Please describe your tortoise's diet in detail.


----------



## pandacakes (Aug 31, 2011)

Usually his poop is very fibrous, greenish-brown, looks like compressed hay kind-of and doesn't have any odor at all. This diarrhea is pretty runny and very green. It has a smell to it, but not a bad one... just more than usual. 

His diet is grape leaves, spring mix, carolina pet supply grazing tortoise mix (big portion of diet), cactus (large portion of diet too), he gets dark leafy greens such as kale, collards, mustard greens, dandelions- leaves and flowers, hibiscus - leaves and flowers, he eats clover a couple times a week in the yard. He sometimes picks at mazuri but he is really not a fan of it. Maybe once a week he gets a little piece of squash or bell pepper or aloe as a snack but he hasn't gotten any of that for three weeks now.
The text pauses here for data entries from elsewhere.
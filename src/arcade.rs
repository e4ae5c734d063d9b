//! Game controllers
//!
//! Each controller owns its world state and RNG exclusively. Two instances of
//! the same game never share anything.

use crate::consts::*;
use crate::driver::Simulation;
use crate::input;
use crate::settings::Settings;
use crate::sim::{
    FlappyInput, FlappyState, Grid, PongInput, PongState, SimRng, SnakeInput, SnakeState,
    StepOutcome, flappy, pong, seeded, snake,
};

/// Snake cabinet
#[derive(Debug, Clone)]
pub struct SnakeGame {
    state: SnakeState,
    rng: SimRng,
}

impl SnakeGame {
    pub fn new(seed: u64) -> Self {
        let mut rng = seeded(seed);
        let state = SnakeState::new(&mut rng);
        Self { state, rng }
    }

    /// Start with a previously recorded best length
    pub fn with_best(mut self, best: usize) -> Self {
        self.state.best = best;
        self
    }

    pub fn state(&self) -> &SnakeState {
        &self.state
    }
}

impl Simulation for SnakeGame {
    type Input = SnakeInput;

    fn apply_key(input: &mut SnakeInput, key: &str) -> bool {
        match input::snake_direction(key) {
            Some(direction) => {
                input.turn = Some(direction);
                true
            }
            None => false,
        }
    }

    fn step(&mut self, input: &SnakeInput) -> StepOutcome {
        snake::step(&mut self.state, input, &mut self.rng)
    }
}

/// Flappy cabinet
#[derive(Debug, Clone)]
pub struct FlappyGame {
    state: FlappyState,
    rng: SimRng,
    spawn_interval_ms: f64,
}

impl FlappyGame {
    pub fn new(seed: u64) -> Self {
        Self {
            state: FlappyState::new(),
            rng: seeded(seed),
            spawn_interval_ms: SPAWN_INTERVAL_MS,
        }
    }

    pub fn with_best(mut self, best: u32) -> Self {
        self.state.best = best;
        self
    }

    pub fn with_spawn_interval(mut self, interval_ms: f64) -> Self {
        self.spawn_interval_ms = interval_ms;
        self
    }

    pub fn state(&self) -> &FlappyState {
        &self.state
    }
}

impl Simulation for FlappyGame {
    type Input = FlappyInput;

    fn apply_key(input: &mut FlappyInput, key: &str) -> bool {
        if input::is_flap_key(key) {
            input.flap = true;
            true
        } else {
            false
        }
    }

    fn step(&mut self, input: &FlappyInput) -> StepOutcome {
        flappy::step(&mut self.state, input)
    }

    fn interval_ms(&self) -> Option<f64> {
        Some(self.spawn_interval_ms)
    }

    fn on_interval(&mut self) {
        self.state.spawn_block(&mut self.rng);
    }
}

/// Self-playing pong panel, driven by the pointer
#[derive(Debug, Clone, Default)]
pub struct PongGame {
    state: PongState,
}

impl PongGame {
    pub fn new() -> Self {
        Self::default()
    }

    pub fn with_best(mut self, best: u32) -> Self {
        self.state.best = best;
        self
    }

    pub fn state(&self) -> &PongState {
        &self.state
    }
}

impl Simulation for PongGame {
    type Input = PongInput;

    fn apply_key(_input: &mut PongInput, _key: &str) -> bool {
        false
    }

    fn apply_pointer_move(input: &mut PongInput, _x: f32, y: f32) -> bool {
        input.pointer_y = Some(y);
        true
    }

    fn apply_pointer_up(input: &mut PongInput) -> bool {
        input.serve = true;
        true
    }

    fn step(&mut self, input: &PongInput) -> StepOutcome {
        pong::step(&mut self.state, input)
    }
}

/// Intent for the automaton
#[derive(Debug, Clone, Copy, Default, PartialEq, Eq)]
pub struct LifeInput {
    pub reseed: bool,
}

/// Cellular automaton panel
#[derive(Debug, Clone)]
pub struct LifeGame {
    grid: Grid,
    rng: SimRng,
    density: f32,
}

impl LifeGame {
    pub fn new(seed: u64, width: usize, height: usize, density: f32) -> Self {
        let mut rng = seeded(seed);
        let grid = Grid::random(width, height, density, &mut rng);
        Self { grid, rng, density }
    }

    pub fn from_settings(seed: u64, settings: &Settings) -> Self {
        Self::new(
            seed,
            settings.life_width,
            settings.life_height,
            settings.life_density,
        )
    }

    pub fn grid(&self) -> &Grid {
        &self.grid
    }

    fn reseed(&mut self) {
        self.grid = Grid::random(
            self.grid.width(),
            self.grid.height(),
            self.density,
            &mut self.rng,
        );
        log::debug!("Automaton reseeded ({} alive)", self.grid.population());
    }
}

impl Simulation for LifeGame {
    type Input = LifeInput;

    fn apply_key(input: &mut LifeInput, key: &str) -> bool {
        if input::is_reseed_key(key) {
            input.reseed = true;
            true
        } else {
            false
        }
    }

    fn step(&mut self, input: &LifeInput) -> StepOutcome {
        if input.reseed {
            self.reseed();
        }
        self.grid.step();
        StepOutcome::Continue
    }
}

#[cfg(test)]
mod tests {
    use super::*;
    use crate::driver::Runner;
    use crate::sim::SimPhase;

    /// 60 Hz display frames starting at `from_ms`
    fn frames(from_ms: f64, count: u32) -> impl Iterator<Item = f64> {
        (0..count).map(move |i| from_ms + f64::from(i) * 1000.0 / 60.0)
    }

    #[test]
    fn test_hidden_snake_is_frozen() {
        let mut runner = Runner::new(SnakeGame::new(11), TARGET_FPS).with_focus(true);
        runner.frame(0.0);
        let before = runner.sim().state().clone();

        runner.set_visible(false);
        assert!(!runner.key_down("ArrowDown"));
        for t in frames(100.0, 1000) {
            runner.frame(t);
        }
        assert_eq!(runner.sim().state(), &before);
        assert_eq!(runner.phase(), SimPhase::Idle);
    }

    #[test]
    fn test_hidden_flappy_is_frozen() {
        let mut runner = Runner::new(FlappyGame::new(12), TARGET_FPS).with_focus(true);
        runner.frame(0.0);
        runner.set_visible(false);
        let before = runner.sim().state().clone();
        for t in frames(100.0, 2000) {
            runner.frame(t);
        }
        assert_eq!(runner.sim().state(), &before);
        assert!(runner.sim().state().blocks.is_empty());
    }

    #[test]
    fn test_flappy_spawns_on_wall_clock() {
        // Interval shorter than the fall time so the player is still alive
        let mut runner = Runner::new(FlappyGame::new(13).with_spawn_interval(200.0), TARGET_FPS)
            .with_focus(true);
        for t in frames(0.0, 13) {
            runner.frame(t);
        }
        assert!(!runner.sim().state().blocks.is_empty());
    }

    #[test]
    fn test_snake_paced_by_configured_rate() {
        let settings = Settings {
            target_fps: 30,
            ..Settings::default()
        }
        .sanitized();
        let mut runner = Runner::new(SnakeGame::new(17), settings.target_fps).with_focus(true);
        // Two seconds of display frames
        for t in frames(0.0, 120) {
            runner.frame(t);
        }
        assert!((58..=61).contains(&runner.ticks()), "got {} ticks", runner.ticks());
    }

    #[test]
    fn test_snake_key_turns_on_next_tick() {
        let mut runner = Runner::new(SnakeGame::new(14), 1).with_focus(true);
        assert!(runner.key_down("ArrowDown"));
        assert_eq!(runner.sim().state().direction, snake::Direction::East);
        runner.frame(0.0);
        assert_eq!(runner.sim().state().direction, snake::Direction::South);
    }

    #[test]
    fn test_instances_do_not_share_state() {
        let mut a = Runner::new(SnakeGame::new(15), 1).with_focus(true);
        let b = Runner::new(SnakeGame::new(15), 1).with_focus(true);
        a.frame(0.0);
        assert_ne!(a.sim().state(), b.sim().state());
        assert_eq!(b.sim().state().path.len(), 1);
    }

    #[test]
    fn test_life_reseed_key() {
        let mut runner = Runner::new(LifeGame::new(16, 10, 10, 0.0), 1).with_focus(true);
        runner.frame(0.0);
        assert_eq!(runner.sim().grid().population(), 0);
        assert!(runner.key_down("r"));
        // Reseed keeps the configured density, which is zero here
        runner.frame(1000.0);
        assert_eq!(runner.sim().grid().population(), 0);
        assert_eq!(runner.ticks(), 2);
    }

    #[test]
    fn test_pong_serves_on_click_and_follows_pointer() {
        let mut runner = Runner::new(PongGame::new(), PONG_FPS).with_focus(true);
        assert!(runner.pointer_move(50.0, 90.0));
        runner.frame(0.0);
        assert!(!runner.sim().state().playing);

        assert!(runner.pointer_up());
        runner.frame(100.0);
        let state = runner.sim().state();
        assert!(state.playing);
        assert_eq!(state.target_y, Some(90.0));
        assert!(state.paddle_y > 50.0);
    }

    #[test]
    fn test_unfocused_pong_ignores_pointer() {
        let mut runner = Runner::new(PongGame::new(), PONG_FPS);
        assert!(!runner.pointer_move(0.0, 10.0));
        assert!(!runner.pointer_up());
        runner.frame(0.0);
        assert_eq!(runner.sim().state(), &PongState::new());
    }

    #[test]
    fn test_best_carried_from_storage() {
        let game = FlappyGame::new(17).with_best(9);
        assert_eq!(game.state().best, 9);
        let game = SnakeGame::new(17).with_best(4);
        assert_eq!(game.state().best, 4);
        let game = PongGame::new().with_best(2);
        assert_eq!(game.state().best, 2);
    }
}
He hadn't gotten any of that a week prior to last weeks diarrhea day and I have been holding off giving him anything snack wise since then. I alternate days on giving him calcium and TNT.


----------



## CtTortoiseMom (Aug 31, 2011)

Next time take a pic . I suspect it is the cactus. Was it like a bright green slime? My leo get's bright green slimy poop when she eats too much cactus.


----------



## pandacakes (Aug 31, 2011)

I will take a pic  lol It's like bright green liquid with some fibrous bits in it. Weirdest poop I have ever seen from him! He'll get the bright green slime when he has too much cactus too, but it's never liquidy and weird like this.


----------



## Kristina (Sep 1, 2011)

I think the cactus is the culprit as well. Often we recommend feeding it to get things moving when there is an impaction. Cut it out of the diet for a week or two, and see what happens.


----------



## pandacakes (Sep 1, 2011)

Thanks for the suggestion! He still has diarrhea today  Poor little guy!


----------



## Laura (Sep 1, 2011)

give him canned pumpkin,, that should help firm it up. NOT the pie filling type. 
Also.. some parasites have a 'bloom'. it may not show one day,, and will another..


----------



## pandacakes (Sep 3, 2011)

I finally was able to trick him into eating canned pumpkin so hopefully that makes things more happy again. I had the vet check four different samples from a 72 hour period, so hopefully he really is parasite free


----------